También funcionan como refugios para peces, aves, reptiles y plantas; almacenan carbono, absorben parte del agua producida por las inundaciones y contribuyen a regular las temperaturas.
Sin embargo, estas grandes reservas naturales enfrentan una combinación cada vez más peligrosa de contaminación, extracción excesiva de agua, sedimentación, pesca indiscriminada, eliminación de manglares y efectos del cambio climático.
Los grandes tesoros lacustres dominicanos
En la República Dominicana, el lago Enriquillo constituye uno de los ecosistemas más extraordinarios y frágiles del Caribe.
Además de su importancia geográfica y ambiental, alberga especies como el cocodrilo americano, iguanas y numerosas aves. Las alteraciones en sus niveles de agua y salinidad han modificado áreas de anidamiento y otros espacios esenciales para la reproducción y supervivencia de su fauna.
Desde 2007, el aumento de sus aguas provocó la inundación de terrenos agrícolas, comunidades y fuentes de agua dulce, reduciendo también zonas utilizadas por los reptiles para depositar sus huevos.
La laguna Rincón o de Cabral, uno de los principales cuerpos de agua dulce del país, también posee una enorme importancia para la pesca, las aves migratorias y el sustento de familias de la región Sur.
Este ecosistema ha enfrentado períodos críticos de reducción de sus aguas, alteraciones climáticas y denuncias de pesca indiscriminada. Su deterioro no representa únicamente una pérdida ambiental: amenaza la seguridad alimentaria y los ingresos de comunidades que dependen directamente de sus recursos.
La contaminación termina regresando a nosotros
Cuando un lago recibe aguas residuales, fertilizantes, plásticos, combustibles o desechos sólidos, la contaminación no permanece aislada.
Esas sustancias afectan a los peces, destruyen hábitats, favorecen la proliferación de algas y pueden terminar incorporándose a la cadena alimentaria.
La desaparición o degradación de un lago también puede intensificar las sequías, reducir la disponibilidad de agua, aumentar la temperatura de una región y eliminar importantes barreras naturales frente a inundaciones.
Celebrar exige actuar
El Día Mundial de los Lagos no debe limitarse a publicar fotografías de paisajes hermosos.

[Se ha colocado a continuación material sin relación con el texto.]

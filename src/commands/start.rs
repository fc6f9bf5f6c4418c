use std::path::Path;
use std::process::Command;

use crate::cli::StartArgs;
use crate::commands::build;
use crate::error::Result;
use crate::exec::run_foreground;
use crate::project::{ensure_project_root, require_entry_point, BUILD_DIR, START_ENTRY_POINTS};
use crate::ui;

/// Runs the compiled entry point with `node`, building first when `dist/` is
/// missing.
pub fn run(cwd: &Path, args: &StartArgs) -> Result<i32> {
    ui::title("Starting Wecon production server...");

    ensure_project_root(cwd)?;
    if !cwd.join(BUILD_DIR).is_dir() {
        ui::warn(&format!("{BUILD_DIR}/ directory not found, building first"));
        build::build(cwd, &args.mode)?;
    }

    let entry_point = require_entry_point(cwd, &START_ENTRY_POINTS)?;

    ui::hint(&format!("Mode: {}", args.mode));
    ui::hint(&format!("Port: {}\n", args.port));

    let mut command = Command::new("node");
    command
        .arg(&entry_point)
        .current_dir(cwd)
        .env("NODE_ENV", &args.mode)
        .env("PORT", args.port.to_string());
    run_foreground(&mut command)
}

Debe convertirse en una oportunidad para exigir saneamiento, vigilancia ambiental, manejo responsable de los residuos y protección efectiva de las zonas circundantes.

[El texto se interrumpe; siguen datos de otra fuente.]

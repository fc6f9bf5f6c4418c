use std::fs;

use wecon::cli::{BuildArgs, DevArgs, PostmanArgs, StartArgs};
use wecon::commands::{build, dev, postman, start};
use wecon::error::Error;
use wecon::project::MARKER_FILE;
use tempfile::TempDir;

fn dev_args() -> DevArgs {
    DevArgs { port: 3000, mode: "development".to_string() }
}

fn start_args() -> StartArgs {
    StartArgs { port: 3000, mode: "production".to_string() }
}

fn assert_not_in_project<T: std::fmt::Debug>(result: wecon::error::Result<T>) {
    match result {
        Err(Error::NotInProject { marker }) => assert_eq!(marker, MARKER_FILE),
        other => panic!("Expected NotInProject, got {other:?}"),
    }
}

#[test]
fn test_commands_outside_project_do_not_touch_disk() {
    let dir = TempDir::new().unwrap();
    fs::create_dir_all(dir.path().join("src")).unwrap();
    fs::write(dir.path().join("src/main.ts"), "").unwrap();

    assert_not_in_project(dev::run(dir.path(), &dev_args()));
    assert_not_in_project(start::run(dir.path(), &start_args()));
    assert_not_in_project(build::run(dir.path(), &BuildArgs { mode: "production".to_string() }));
    assert_not_in_project(postman::run(dir.path(), &PostmanArgs { env: "development".to_string() }));

    let mut names: Vec<String> = fs::read_dir(dir.path())
        .unwrap()
        .map(|e| e.unwrap().file_name().to_string_lossy().into_owned())
        .collect();
    names.sort();
    assert_eq!(names, vec!["src"]);
}

#[test]
fn test_dev_without_entry_point() {
    let dir = TempDir::new().unwrap();
    fs::write(dir.path().join(MARKER_FILE), "export default {};").unwrap();

    match dev::run(dir.path(), &dev_args()) {
        Err(Error::EntryPointNotFound { candidates }) => {
            assert!(candidates.contains("src/main.ts"));
        }
        other => panic!("Expected EntryPointNotFound, got {other:?}"),
    }
}

#[test]
fn test_start_with_empty_build_output() {
    let dir = TempDir::new().unwrap();
    fs::write(dir.path().join(MARKER_FILE), "export default {};").unwrap();
    fs::create_dir_all(dir.path().join("dist")).unwrap();

    assert!(matches!(
        start::run(dir.path(), &start_args()),
        Err(Error::EntryPointNotFound { .. })
    ));
}

#[test]
fn test_postman_script_is_rendered_for_env() {
    let dir = TempDir::new().unwrap();
    let script = postman::write_script(dir.path(), "staging").unwrap();

    assert_eq!(script, dir.path().join(postman::SCRIPT_FILE));
    let content = fs::read_to_string(script).unwrap();
    assert!(content.contains("loadConfig(configPath, \"staging\")"));
    assert!(!content.contains("{{"));
}

#[test]
fn test_copy_dir_is_recursive() {
    let from = TempDir::new().unwrap();
    let to = TempDir::new().unwrap();
    fs::create_dir_all(from.path().join("img/icons")).unwrap();
    fs::write(from.path().join("index.html"), "<html></html>").unwrap();
    fs::write(from.path().join("img/icons/a.svg"), "<svg/>").unwrap();

    let target = to.path().join("public");
    assert_eq!(build::copy_dir(from.path(), &target).unwrap(), 2);
    assert!(!dir_diff::is_different(from.path(), &target).unwrap());
}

También resulta indispensable fortalecer la educación ambiental, regular las actividades productivas y garantizar que las comunidades participen en la conservación de los recursos de los cuales depende su propia supervivencia.
Cuidar un lago es proteger mucho más que una extensión de agua. Es defender la biodiversidad, el alimento, el trabajo y el futuro de generaciones que todavía no han nacido.
Los lagos parecen silenciosos, pero su deterioro envía una advertencia contundente: cuando el agua enferma, también enferma la vida que depende de ella.